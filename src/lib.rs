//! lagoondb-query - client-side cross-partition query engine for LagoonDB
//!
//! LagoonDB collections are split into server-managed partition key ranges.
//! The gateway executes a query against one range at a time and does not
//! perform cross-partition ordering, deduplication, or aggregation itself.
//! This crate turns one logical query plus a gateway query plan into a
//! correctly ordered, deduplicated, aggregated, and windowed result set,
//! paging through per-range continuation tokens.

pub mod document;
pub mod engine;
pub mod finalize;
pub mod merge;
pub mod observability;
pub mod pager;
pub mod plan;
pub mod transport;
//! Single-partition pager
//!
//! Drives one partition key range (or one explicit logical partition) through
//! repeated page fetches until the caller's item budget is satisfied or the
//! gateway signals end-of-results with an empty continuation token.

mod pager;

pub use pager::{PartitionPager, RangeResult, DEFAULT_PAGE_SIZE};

==

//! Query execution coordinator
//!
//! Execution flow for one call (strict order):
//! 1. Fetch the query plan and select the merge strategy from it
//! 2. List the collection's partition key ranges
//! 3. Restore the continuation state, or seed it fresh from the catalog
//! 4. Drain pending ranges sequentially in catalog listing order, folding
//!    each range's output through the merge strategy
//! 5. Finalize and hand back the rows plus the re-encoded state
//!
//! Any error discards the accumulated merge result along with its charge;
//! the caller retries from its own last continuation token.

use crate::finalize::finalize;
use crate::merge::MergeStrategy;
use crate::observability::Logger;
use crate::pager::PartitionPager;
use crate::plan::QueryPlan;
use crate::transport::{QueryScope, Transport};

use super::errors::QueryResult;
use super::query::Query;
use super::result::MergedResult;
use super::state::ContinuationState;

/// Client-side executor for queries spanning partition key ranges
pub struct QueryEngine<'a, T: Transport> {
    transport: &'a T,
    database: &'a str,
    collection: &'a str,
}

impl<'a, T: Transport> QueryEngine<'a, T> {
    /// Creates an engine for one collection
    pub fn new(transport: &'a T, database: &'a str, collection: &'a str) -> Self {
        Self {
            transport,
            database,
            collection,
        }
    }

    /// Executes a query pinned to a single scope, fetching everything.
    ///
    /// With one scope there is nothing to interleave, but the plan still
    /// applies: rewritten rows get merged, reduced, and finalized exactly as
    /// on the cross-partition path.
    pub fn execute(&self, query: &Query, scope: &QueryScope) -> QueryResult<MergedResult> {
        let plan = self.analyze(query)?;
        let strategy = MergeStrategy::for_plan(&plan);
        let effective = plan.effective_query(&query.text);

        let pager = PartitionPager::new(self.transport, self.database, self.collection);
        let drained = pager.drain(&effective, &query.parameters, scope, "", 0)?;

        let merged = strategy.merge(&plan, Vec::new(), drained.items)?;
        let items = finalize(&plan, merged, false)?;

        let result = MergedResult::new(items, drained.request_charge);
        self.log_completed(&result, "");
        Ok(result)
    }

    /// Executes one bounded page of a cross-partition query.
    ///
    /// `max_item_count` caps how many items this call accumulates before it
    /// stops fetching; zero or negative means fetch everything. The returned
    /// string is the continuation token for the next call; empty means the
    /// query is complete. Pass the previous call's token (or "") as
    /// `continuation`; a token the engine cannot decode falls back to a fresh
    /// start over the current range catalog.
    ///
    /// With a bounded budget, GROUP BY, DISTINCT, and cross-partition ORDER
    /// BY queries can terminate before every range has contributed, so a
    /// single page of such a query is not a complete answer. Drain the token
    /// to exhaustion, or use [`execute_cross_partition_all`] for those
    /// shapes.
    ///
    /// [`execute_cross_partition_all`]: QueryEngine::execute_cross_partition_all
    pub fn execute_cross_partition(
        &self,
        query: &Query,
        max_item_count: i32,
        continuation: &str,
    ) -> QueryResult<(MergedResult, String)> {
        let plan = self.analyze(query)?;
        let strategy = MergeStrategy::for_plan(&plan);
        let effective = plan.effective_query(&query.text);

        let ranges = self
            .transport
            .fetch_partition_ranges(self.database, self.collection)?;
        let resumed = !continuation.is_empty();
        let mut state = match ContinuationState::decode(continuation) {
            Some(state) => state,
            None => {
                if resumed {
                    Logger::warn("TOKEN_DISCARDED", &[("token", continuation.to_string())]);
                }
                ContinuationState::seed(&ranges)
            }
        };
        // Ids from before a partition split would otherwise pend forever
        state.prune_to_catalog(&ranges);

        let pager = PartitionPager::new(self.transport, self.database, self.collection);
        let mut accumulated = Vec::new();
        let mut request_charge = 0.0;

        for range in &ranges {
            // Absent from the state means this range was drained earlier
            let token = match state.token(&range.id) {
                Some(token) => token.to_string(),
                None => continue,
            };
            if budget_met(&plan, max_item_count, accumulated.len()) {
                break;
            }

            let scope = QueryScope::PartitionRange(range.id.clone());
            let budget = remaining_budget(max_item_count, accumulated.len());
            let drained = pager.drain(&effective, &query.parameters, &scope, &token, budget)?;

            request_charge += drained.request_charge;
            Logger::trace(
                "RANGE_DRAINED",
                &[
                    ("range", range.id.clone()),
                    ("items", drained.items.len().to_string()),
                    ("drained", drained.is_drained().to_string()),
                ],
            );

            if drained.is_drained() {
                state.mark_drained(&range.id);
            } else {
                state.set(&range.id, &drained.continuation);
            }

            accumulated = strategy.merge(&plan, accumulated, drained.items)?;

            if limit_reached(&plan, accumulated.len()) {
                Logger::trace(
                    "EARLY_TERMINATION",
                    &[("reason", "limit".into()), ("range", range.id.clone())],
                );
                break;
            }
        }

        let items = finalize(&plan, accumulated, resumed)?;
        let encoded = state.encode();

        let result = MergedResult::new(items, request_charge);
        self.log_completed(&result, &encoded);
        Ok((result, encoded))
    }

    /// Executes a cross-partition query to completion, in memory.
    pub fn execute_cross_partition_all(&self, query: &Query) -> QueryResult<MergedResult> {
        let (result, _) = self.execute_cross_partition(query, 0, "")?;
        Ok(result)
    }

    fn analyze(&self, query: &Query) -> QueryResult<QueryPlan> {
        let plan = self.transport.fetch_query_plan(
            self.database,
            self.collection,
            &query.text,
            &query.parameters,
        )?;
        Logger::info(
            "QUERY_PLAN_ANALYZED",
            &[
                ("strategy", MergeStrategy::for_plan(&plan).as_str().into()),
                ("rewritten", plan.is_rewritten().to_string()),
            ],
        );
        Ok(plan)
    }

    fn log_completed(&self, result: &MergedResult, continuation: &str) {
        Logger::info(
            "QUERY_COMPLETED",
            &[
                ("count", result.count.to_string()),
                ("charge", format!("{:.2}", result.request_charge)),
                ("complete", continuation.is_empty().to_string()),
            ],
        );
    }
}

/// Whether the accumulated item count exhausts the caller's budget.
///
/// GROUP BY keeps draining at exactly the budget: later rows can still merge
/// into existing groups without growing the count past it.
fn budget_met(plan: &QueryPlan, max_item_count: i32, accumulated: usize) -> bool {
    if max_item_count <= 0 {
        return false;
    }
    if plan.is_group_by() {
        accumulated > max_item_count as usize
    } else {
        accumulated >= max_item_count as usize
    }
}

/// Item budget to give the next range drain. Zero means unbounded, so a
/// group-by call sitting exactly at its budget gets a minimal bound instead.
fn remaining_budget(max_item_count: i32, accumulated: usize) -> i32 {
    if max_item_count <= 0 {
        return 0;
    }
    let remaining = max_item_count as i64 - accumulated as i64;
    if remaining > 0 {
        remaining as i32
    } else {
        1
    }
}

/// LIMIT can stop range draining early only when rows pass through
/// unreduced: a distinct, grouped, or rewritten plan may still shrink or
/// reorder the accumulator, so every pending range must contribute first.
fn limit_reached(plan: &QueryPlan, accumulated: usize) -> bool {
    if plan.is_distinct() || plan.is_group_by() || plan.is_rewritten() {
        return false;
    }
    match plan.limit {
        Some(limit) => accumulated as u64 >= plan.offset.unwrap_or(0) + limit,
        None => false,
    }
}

Try it — Find "for range in" in the entries above and copy that whole line exactly, then each line after it through the line that contains "let scope = QueryScope::PartitionRange(range.id.clone());".

Output of the exercise —
        for range in &ranges {
            // Absent from the state means this range was drained earlier
            let token = match state.token(&range.id) {
                Some(token) => token.to_string(),
                None => continue,
            };
            if budget_met(&plan, max_item_count, accumulated.len()) {
                break;
            }

            let scope = QueryScope::PartitionRange(range.id.clone());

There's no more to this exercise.